══ Given information

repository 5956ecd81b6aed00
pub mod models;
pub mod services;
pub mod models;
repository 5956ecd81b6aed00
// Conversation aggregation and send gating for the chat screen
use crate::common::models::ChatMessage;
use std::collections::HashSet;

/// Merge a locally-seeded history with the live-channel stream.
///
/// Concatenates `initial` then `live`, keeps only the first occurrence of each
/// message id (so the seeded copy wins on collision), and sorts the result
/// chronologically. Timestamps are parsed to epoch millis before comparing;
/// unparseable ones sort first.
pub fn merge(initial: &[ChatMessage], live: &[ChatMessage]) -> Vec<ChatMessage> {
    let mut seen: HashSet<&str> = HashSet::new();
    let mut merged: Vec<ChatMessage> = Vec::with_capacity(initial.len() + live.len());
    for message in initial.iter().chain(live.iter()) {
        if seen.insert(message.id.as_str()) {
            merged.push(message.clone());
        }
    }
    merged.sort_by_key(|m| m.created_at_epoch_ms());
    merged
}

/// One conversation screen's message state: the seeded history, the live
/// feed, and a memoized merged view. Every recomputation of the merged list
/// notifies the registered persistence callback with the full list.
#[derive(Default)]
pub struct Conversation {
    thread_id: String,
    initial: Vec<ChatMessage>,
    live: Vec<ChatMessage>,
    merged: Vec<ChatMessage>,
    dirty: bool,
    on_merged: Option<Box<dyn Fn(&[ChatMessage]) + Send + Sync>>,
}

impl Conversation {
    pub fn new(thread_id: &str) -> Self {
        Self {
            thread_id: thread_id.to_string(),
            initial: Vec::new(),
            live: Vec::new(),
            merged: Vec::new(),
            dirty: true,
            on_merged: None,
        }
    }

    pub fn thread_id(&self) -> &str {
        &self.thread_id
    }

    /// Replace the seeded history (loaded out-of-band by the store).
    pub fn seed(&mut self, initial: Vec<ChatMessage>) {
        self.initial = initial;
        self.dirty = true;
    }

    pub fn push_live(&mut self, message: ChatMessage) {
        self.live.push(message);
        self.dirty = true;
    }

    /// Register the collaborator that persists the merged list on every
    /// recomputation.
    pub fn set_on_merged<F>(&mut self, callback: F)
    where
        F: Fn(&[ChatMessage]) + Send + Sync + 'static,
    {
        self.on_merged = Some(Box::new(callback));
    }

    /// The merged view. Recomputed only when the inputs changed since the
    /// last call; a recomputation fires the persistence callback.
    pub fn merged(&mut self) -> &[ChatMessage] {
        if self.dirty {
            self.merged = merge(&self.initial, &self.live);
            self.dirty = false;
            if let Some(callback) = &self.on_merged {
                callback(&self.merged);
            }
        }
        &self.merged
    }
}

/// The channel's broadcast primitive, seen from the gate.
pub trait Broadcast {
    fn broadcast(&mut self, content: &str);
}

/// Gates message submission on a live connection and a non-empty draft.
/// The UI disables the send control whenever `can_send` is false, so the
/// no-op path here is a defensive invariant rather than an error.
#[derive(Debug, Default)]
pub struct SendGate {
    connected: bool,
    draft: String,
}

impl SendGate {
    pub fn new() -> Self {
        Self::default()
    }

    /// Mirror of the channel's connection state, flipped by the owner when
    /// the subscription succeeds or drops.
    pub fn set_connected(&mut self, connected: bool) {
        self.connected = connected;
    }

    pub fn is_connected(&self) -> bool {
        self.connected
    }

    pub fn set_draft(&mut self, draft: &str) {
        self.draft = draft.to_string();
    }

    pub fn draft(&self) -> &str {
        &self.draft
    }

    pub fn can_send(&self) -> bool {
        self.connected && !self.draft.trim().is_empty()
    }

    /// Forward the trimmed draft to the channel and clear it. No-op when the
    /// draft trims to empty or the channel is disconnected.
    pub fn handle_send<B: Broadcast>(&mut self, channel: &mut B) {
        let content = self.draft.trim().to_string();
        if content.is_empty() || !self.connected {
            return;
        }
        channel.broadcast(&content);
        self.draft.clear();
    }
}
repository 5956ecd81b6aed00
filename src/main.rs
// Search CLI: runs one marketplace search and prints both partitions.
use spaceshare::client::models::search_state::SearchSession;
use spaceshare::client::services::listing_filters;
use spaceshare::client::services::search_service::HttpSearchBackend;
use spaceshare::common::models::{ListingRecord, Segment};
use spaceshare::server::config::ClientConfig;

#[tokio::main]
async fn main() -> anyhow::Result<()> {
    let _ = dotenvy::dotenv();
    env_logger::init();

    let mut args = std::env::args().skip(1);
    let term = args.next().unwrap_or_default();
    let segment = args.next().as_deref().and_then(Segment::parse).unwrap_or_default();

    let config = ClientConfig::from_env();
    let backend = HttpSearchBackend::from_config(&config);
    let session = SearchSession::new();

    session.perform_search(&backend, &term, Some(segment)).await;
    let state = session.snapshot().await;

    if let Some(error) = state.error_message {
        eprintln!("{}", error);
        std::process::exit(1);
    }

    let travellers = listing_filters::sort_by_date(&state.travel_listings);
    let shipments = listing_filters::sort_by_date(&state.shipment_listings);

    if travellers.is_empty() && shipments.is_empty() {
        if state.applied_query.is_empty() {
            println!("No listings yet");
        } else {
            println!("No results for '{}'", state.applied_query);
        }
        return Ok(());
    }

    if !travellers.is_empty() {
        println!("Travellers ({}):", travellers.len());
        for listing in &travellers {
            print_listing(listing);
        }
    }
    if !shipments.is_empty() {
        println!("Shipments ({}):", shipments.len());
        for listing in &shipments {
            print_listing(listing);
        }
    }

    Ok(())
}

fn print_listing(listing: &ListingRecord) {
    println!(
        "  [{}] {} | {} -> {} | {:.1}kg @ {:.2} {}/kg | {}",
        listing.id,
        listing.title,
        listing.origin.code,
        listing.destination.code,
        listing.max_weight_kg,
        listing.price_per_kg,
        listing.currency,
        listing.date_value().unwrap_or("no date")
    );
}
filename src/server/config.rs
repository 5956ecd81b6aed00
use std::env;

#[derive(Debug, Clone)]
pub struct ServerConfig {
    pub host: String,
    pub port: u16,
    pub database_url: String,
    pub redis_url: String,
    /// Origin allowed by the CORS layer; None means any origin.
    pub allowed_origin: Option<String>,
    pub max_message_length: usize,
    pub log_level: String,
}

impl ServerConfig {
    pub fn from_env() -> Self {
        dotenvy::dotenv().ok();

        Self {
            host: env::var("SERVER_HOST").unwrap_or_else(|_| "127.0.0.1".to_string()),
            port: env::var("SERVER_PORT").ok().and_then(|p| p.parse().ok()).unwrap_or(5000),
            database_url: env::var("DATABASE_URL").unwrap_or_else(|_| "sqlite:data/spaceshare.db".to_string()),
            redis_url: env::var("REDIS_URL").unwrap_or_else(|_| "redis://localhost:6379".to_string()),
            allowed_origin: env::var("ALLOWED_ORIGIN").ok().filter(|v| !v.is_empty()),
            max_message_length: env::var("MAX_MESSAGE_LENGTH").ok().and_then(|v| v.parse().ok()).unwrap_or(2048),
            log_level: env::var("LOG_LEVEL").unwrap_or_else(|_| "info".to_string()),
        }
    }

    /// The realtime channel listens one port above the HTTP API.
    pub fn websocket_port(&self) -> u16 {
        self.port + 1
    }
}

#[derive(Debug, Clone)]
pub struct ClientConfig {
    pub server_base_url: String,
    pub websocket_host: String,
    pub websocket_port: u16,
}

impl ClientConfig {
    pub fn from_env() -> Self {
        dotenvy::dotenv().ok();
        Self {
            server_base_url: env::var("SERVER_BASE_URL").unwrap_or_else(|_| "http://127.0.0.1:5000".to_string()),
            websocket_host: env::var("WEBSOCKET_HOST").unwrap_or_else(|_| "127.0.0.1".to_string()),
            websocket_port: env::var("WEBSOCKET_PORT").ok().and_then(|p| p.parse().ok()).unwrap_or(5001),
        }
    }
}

════

▶ **Exercise details**: Return a copy of every line in the records that includes the string "HashSet".

▶ **Written solution**:
use std::collections::HashSet;
    let mut seen: HashSet<&str> = HashSet::new();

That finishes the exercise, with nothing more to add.